══ Data to process

// SPDX-License-Identifier: MIT OR Apache-2.0
//! Command line interface.

use crate::config::{HostConfig, StartTrigger};
use crate::error::{HostError, Result};
use crate::session::{self, Session};
use clap::{Args, Parser, Subcommand};
use flowsolo_graph::{GraphKind, NodeState};
use flowsolo_nodes::HostServices;
use std::path::PathBuf;

/// Headless runner for `FlowSolo` graphs
#[derive(Parser, Debug)]
#[command(name = "flowsolo", version, about = "Run and inspect FlowSolo flow graphs")]
pub struct Cli {
    /// Command to execute
    #[command(subcommand)]
    pub command: Commands,
}

/// Top-level commands
#[derive(Subcommand, Debug)]
pub enum Commands {
    /// Run a graph described by a host config
    Run(RunArgs),

    /// Check a graph template against the node library
    Validate(ValidateArgs),

    /// Print a saved runtime snapshot
    InspectSnapshot(InspectArgs),

    /// List the available node types
    ListNodes(ListArgs),

    /// Write a host config with default settings
    Init(InitArgs),
}

/// Arguments for `run`
#[derive(Args, Debug)]
pub struct RunArgs {
    /// Host config file (RON)
    #[arg(long, short, env = "FLOWSOLO_CONFIG", default_value = "flowsolo.ron")]
    pub config: PathBuf,

    /// Stop after this many ticks (overrides the config)
    #[arg(long)]
    pub max_ticks: Option<u64>,

    /// Ignore any saved snapshot and fire the start triggers
    #[arg(long)]
    pub fresh: bool,
}

/// Arguments for `validate`
#[derive(Args, Debug)]
pub struct ValidateArgs {
    /// Graph template (RON)
    pub graph: PathBuf,

    /// Validate as this graph kind instead of the template's
    #[arg(long, value_parser = parse_kind)]
    pub kind: Option<GraphKind>,
}

/// Arguments for `inspect-snapshot`
#[derive(Args, Debug)]
pub struct InspectArgs {
    /// Snapshot file (`.ron` for RON, anything else for binary)
    pub file: PathBuf,

    /// Emit JSON instead of a summary
    #[arg(long)]
    pub json: bool,
}

/// Arguments for `list-nodes`
#[derive(Args, Debug)]
pub struct ListArgs {
    /// Only show types usable in this graph kind
    #[arg(long, value_parser = parse_kind)]
    pub kind: Option<GraphKind>,
}

/// Arguments for `init`
#[derive(Args, Debug)]
pub struct InitArgs {
    /// Config file to create
    #[arg(default_value = "flowsolo.ron")]
    pub config: PathBuf,

    /// Graph template the config points at
    #[arg(long)]
    pub graph: Option<PathBuf>,

    /// Replace an existing file
    #[arg(long)]
    pub force: bool,
}

fn parse_kind(value: &str) -> std::result::Result<GraphKind, String> {
    match value.to_ascii_lowercase().as_str() {
        "flow" => Ok(GraphKind::Flow),
        "cinematic" => Ok(GraphKind::Cinematic),
        other => Err(format!("unknown graph kind `{other}` (expected `flow` or `cinematic`)")),
    }
}

/// Execute a parsed command
pub async fn execute(cli: Cli) -> Result<()> {
    match cli.command {
        Commands::Run(args) => run(args).await,
        Commands::Validate(args) => validate(args),
        Commands::InspectSnapshot(args) => inspect(args),
        Commands::ListNodes(args) => {
            list_nodes(args);
            Ok(())
        }
        Commands::Init(args) => init(args),
    }
}

async fn run(args: RunArgs) -> Result<()> {
    let mut config = HostConfig::load(&args.config)?;
    if args.max_ticks.is_some() {
        config.max_ticks = args.max_ticks;
    }
    if args.fresh {
        config.snapshot.restore_on_start = false;
    }

    let mut session = Session::new(config)?;
    session.boot()?;
    let reason = session.run().await?;
    tracing::info!(
        graph = %session.graph().name,
        ticks = session.ticks(),
        ?reason,
        "session finished"
    );
    for (fact, value) in session.world().facts.entries() {
        tracing::debug!(%fact, value, "final fact");
    }
    Ok(())
}

fn validate(args: ValidateArgs) -> Result<()> {
    let mut graph = session::load_graph(&args.graph)?;
    if let Some(kind) = args.kind {
        graph.kind = kind;
    }
    let registry = flowsolo_nodes::default_registry(&HostServices::default());
    session::validate_graph(&graph, &registry)?;
    println!(
        "{}: {} nodes, {} connections, {:?} graph - ok",
        graph.name,
        graph.node_count(),
        graph.connection_count(),
        graph.kind
    );
    Ok(())
}

fn inspect(args: InspectArgs) -> Result<()> {
    let snapshot = session::load_snapshot(&args.file)?;
    if args.json {
        println!("{}", serde_json::to_string_pretty(&snapshot)?);
        return Ok(());
    }

    println!("graph: {} (format v{})", snapshot.graph_name, snapshot.version);
    for (id, node) in &snapshot.nodes {
        let epoch = node.epoch.as_ref().map(ToString::to_string).unwrap_or_default();
        println!("  {id}  {:<18} {:<12?} {epoch}", node.node_type, node.state);
        if let Some(error) = &node.error {
            println!("      error: {error}");
        }
    }
    let active = snapshot
        .nodes
        .values()
        .filter(|n| n.state == NodeState::Active)
        .count();
    println!("{} nodes, {active} waiting", snapshot.nodes.len());
    Ok(())
}

fn init(args: InitArgs) -> Result<()> {
    if args.config.exists() && !args.force {
        return Err(HostError::Config(format!(
            "{} already exists (use --force to replace it)",
            args.config.display()
        )));
    }
    let mut config = HostConfig::default();
    if let Some(graph) = args.graph {
        config.graph = graph;
    }
    config.start.push(StartTrigger::node("Start"));
    config.save(&args.config)?;
    tracing::info!(path = %args.config.display(), "config written");
    Ok(())
}

fn list_nodes(args: ListArgs) {
    let registry = flowsolo_nodes::default_registry(&HostServices::default());
    for descriptor in registry.descriptors() {
        if args.kind.is_some_and(|kind| !descriptor.allows(kind)) {
            continue;
        }
        let inputs: Vec<&str> = descriptor.inputs.iter().map(|p| p.name.as_str()).collect();
        let outputs: Vec<&str> = descriptor.outputs.iter().map(|p| p.name.as_str()).collect();
        println!(
            "{:<18} {:<16} [{}] -> [{}]  {}",
            descriptor.id,
            descriptor.name,
            inputs.join(", "),
            outputs.join(", "),
            descriptor.description
        );
    }
}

════

[Aim of the exercise]: Say how many lines above contain "InitArgs", and give no words besides the number.

[Task output]: 3